Can you print every record below exactly as written?

Extracted data section start

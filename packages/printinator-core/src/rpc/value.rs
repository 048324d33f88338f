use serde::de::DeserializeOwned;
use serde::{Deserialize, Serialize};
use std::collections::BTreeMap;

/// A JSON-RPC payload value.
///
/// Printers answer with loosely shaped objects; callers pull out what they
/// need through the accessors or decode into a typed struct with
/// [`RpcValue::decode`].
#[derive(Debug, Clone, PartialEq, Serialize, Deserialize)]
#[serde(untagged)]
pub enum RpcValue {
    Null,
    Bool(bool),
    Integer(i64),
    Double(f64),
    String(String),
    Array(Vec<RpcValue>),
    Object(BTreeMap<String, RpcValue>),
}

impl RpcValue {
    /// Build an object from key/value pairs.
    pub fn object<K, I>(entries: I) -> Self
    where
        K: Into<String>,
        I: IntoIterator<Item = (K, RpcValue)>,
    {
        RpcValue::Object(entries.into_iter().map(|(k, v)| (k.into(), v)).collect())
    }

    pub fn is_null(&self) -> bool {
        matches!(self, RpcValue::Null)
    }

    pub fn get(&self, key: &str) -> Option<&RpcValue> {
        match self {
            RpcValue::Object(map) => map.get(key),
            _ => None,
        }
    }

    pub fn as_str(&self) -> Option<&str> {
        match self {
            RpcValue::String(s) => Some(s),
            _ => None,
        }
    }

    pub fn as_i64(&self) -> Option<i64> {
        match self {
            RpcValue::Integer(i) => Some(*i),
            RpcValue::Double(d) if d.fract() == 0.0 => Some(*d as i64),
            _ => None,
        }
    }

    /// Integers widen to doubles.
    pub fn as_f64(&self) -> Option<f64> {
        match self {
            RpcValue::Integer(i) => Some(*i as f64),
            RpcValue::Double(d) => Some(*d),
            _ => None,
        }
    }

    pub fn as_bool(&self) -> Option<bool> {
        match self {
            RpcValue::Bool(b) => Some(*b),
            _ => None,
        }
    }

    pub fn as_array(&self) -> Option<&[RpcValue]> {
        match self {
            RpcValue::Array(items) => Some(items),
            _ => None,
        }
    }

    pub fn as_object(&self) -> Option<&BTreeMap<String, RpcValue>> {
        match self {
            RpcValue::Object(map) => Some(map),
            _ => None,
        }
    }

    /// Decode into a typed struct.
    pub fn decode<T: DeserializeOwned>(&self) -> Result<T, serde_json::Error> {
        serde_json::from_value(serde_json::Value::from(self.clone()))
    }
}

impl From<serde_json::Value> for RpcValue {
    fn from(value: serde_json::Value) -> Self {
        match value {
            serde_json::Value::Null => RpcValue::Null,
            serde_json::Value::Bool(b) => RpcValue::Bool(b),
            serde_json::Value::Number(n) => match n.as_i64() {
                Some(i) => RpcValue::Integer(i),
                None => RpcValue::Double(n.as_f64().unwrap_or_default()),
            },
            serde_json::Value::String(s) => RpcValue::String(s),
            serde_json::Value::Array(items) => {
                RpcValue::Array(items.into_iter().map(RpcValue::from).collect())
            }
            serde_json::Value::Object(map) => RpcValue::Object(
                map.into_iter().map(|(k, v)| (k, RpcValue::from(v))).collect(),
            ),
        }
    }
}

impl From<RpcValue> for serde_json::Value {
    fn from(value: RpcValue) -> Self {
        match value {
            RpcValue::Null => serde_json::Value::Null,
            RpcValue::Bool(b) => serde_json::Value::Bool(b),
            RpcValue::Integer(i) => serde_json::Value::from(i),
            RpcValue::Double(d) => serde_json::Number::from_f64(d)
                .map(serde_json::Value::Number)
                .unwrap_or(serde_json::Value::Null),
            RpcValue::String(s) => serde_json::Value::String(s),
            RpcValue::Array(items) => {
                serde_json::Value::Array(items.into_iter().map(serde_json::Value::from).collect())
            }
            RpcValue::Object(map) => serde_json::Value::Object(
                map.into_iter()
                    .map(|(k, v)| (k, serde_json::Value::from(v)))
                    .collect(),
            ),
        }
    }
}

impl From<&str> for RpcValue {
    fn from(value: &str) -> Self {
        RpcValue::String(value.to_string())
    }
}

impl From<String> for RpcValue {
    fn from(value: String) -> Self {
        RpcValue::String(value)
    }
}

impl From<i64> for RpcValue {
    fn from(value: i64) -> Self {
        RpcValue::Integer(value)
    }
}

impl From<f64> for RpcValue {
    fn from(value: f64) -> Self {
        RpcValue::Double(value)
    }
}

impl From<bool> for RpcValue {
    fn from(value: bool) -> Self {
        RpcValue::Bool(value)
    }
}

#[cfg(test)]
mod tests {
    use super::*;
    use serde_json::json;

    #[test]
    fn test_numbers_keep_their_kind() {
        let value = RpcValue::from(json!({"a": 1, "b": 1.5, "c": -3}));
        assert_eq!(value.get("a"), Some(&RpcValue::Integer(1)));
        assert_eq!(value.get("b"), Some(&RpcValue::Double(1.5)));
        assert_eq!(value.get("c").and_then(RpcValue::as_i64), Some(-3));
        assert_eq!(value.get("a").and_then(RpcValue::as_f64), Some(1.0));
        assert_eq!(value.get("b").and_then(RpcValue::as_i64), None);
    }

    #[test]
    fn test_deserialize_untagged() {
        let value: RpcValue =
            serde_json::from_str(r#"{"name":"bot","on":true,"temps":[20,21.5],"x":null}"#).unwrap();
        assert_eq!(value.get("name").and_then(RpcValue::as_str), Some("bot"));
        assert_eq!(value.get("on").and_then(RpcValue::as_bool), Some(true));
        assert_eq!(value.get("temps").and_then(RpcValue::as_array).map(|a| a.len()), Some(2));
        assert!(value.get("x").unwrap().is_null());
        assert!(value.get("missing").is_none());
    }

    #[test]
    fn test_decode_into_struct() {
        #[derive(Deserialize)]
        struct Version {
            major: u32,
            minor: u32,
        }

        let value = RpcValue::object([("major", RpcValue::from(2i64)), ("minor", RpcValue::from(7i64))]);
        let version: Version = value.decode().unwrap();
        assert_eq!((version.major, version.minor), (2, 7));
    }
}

Extracted data section end

* **Response to this exercise**
filename packages/printinator-core/src/rpc/value.rs
repository 048324d33f88338f
use serde::de::DeserializeOwned;
use serde::{Deserialize, Serialize};
use std::collections::BTreeMap;

/// A JSON-RPC payload value.
///
/// Printers answer with loosely shaped objects; callers pull out what they
/// need through the accessors or decode into a typed struct with
/// [`RpcValue::decode`].
#[derive(Debug, Clone, PartialEq, Serialize, Deserialize)]
#[serde(untagged)]
pub enum RpcValue {
    Null,
    Bool(bool),
    Integer(i64),
    Double(f64),
    String(String),
    Array(Vec<RpcValue>),
    Object(BTreeMap<String, RpcValue>),
}

impl RpcValue {
    /// Build an object from key/value pairs.
    pub fn object<K, I>(entries: I) -> Self
    where
        K: Into<String>,
        I: IntoIterator<Item = (K, RpcValue)>,
    {
        RpcValue::Object(entries.into_iter().map(|(k, v)| (k.into(), v)).collect())
    }

    pub fn is_null(&self) -> bool {
        matches!(self, RpcValue::Null)
    }

    pub fn get(&self, key: &str) -> Option<&RpcValue> {
        match self {
            RpcValue::Object(map) => map.get(key),
            _ => None,
        }
    }

    pub fn as_str(&self) -> Option<&str> {
        match self {
            RpcValue::String(s) => Some(s),
            _ => None,
        }
    }

    pub fn as_i64(&self) -> Option<i64> {
        match self {
            RpcValue::Integer(i) => Some(*i),
            RpcValue::Double(d) if d.fract() == 0.0 => Some(*d as i64),
            _ => None,
        }
    }

    /// Integers widen to doubles.
    pub fn as_f64(&self) -> Option<f64> {
        match self {
            RpcValue::Integer(i) => Some(*i as f64),
            RpcValue::Double(d) => Some(*d),
            _ => None,
        }
    }

    pub fn as_bool(&self) -> Option<bool> {
        match self {
            RpcValue::Bool(b) => Some(*b),
            _ => None,
        }
    }

    pub fn as_array(&self) -> Option<&[RpcValue]> {
        match self {
            RpcValue::Array(items) => Some(items),
            _ => None,
        }
    }

    pub fn as_object(&self) -> Option<&BTreeMap<String, RpcValue>> {
        match self {
            RpcValue::Object(map) => Some(map),
            _ => None,
        }
    }

    /// Decode into a typed struct.
    pub fn decode<T: DeserializeOwned>(&self) -> Result<T, serde_json::Error> {
        serde_json::from_value(serde_json::Value::from(self.clone()))
    }
}

impl From<serde_json::Value> for RpcValue {
    fn from(value: serde_json::Value) -> Self {
        match value {
            serde_json::Value::Null => RpcValue::Null,
            serde_json::Value::Bool(b) => RpcValue::Bool(b),
            serde_json::Value::Number(n) => match n.as_i64() {
                Some(i) => RpcValue::Integer(i),
                None => RpcValue::Double(n.as_f64().unwrap_or_default()),
            },
            serde_json::Value::String(s) => RpcValue::String(s),
            serde_json::Value::Array(items) => {
                RpcValue::Array(items.into_iter().map(RpcValue::from).collect())
            }
            serde_json::Value::Object(map) => RpcValue::Object(
                map.into_iter().map(|(k, v)| (k, RpcValue::from(v))).collect(),
            ),
        }
    }
}

impl From<RpcValue> for serde_json::Value {
    fn from(value: RpcValue) -> Self {
        match value {
            RpcValue::Null => serde_json::Value::Null,
            RpcValue::Bool(b) => serde_json::Value::Bool(b),
            RpcValue::Integer(i) => serde_json::Value::from(i),
            RpcValue::Double(d) => serde_json::Number::from_f64(d)
                .map(serde_json::Value::Number)
                .unwrap_or(serde_json::Value::Null),
            RpcValue::String(s) => serde_json::Value::String(s),
            RpcValue::Array(items) => {
                serde_json::Value::Array(items.into_iter().map(serde_json::Value::from).collect())
            }
            RpcValue::Object(map) => serde_json::Value::Object(
                map.into_iter()
                    .map(|(k, v)| (k, serde_json::Value::from(v)))
                    .collect(),
            ),
        }
    }
}

impl From<&str> for RpcValue {
    fn from(value: &str) -> Self {
        RpcValue::String(value.to_string())
    }
}

impl From<String> for RpcValue {
    fn from(value: String) -> Self {
        RpcValue::String(value)
    }
}

impl From<i64> for RpcValue {
    fn from(value: i64) -> Self {
        RpcValue::Integer(value)
    }
}

impl From<f64> for RpcValue {
    fn from(value: f64) -> Self {
        RpcValue::Double(value)
    }
}

impl From<bool> for RpcValue {
    fn from(value: bool) -> Self {
        RpcValue::Bool(value)
    }
}

#[cfg(test)]
mod tests {
    use super::*;
    use serde_json::json;

    #[test]
    fn test_numbers_keep_their_kind() {
        let value = RpcValue::from(json!({"a": 1, "b": 1.5, "c": -3}));
        assert_eq!(value.get("a"), Some(&RpcValue::Integer(1)));
        assert_eq!(value.get("b"), Some(&RpcValue::Double(1.5)));
        assert_eq!(value.get("c").and_then(RpcValue::as_i64), Some(-3));
        assert_eq!(value.get("a").and_then(RpcValue::as_f64), Some(1.0));
        assert_eq!(value.get("b").and_then(RpcValue::as_i64), None);
    }

    #[test]
    fn test_deserialize_untagged() {
        let value: RpcValue =
            serde_json::from_str(r#"{"name":"bot","on":true,"temps":[20,21.5],"x":null}"#).unwrap();
        assert_eq!(value.get("name").and_then(RpcValue::as_str), Some("bot"));
        assert_eq!(value.get("on").and_then(RpcValue::as_bool), Some(true));
        assert_eq!(value.get("temps").and_then(RpcValue::as_array).map(|a| a.len()), Some(2));
        assert!(value.get("x").unwrap().is_null());
        assert!(value.get("missing").is_none());
    }

    #[test]
    fn test_decode_into_struct() {
        #[derive(Deserialize)]
        struct Version {
            major: u32,
            minor: u32,
        }

        let value = RpcValue::object([("major", RpcValue::from(2i64)), ("minor", RpcValue::from(7i64))]);
        let version: Version = value.decode().unwrap();
        assert_eq!((version.major, version.minor), (2, 7));
    }
}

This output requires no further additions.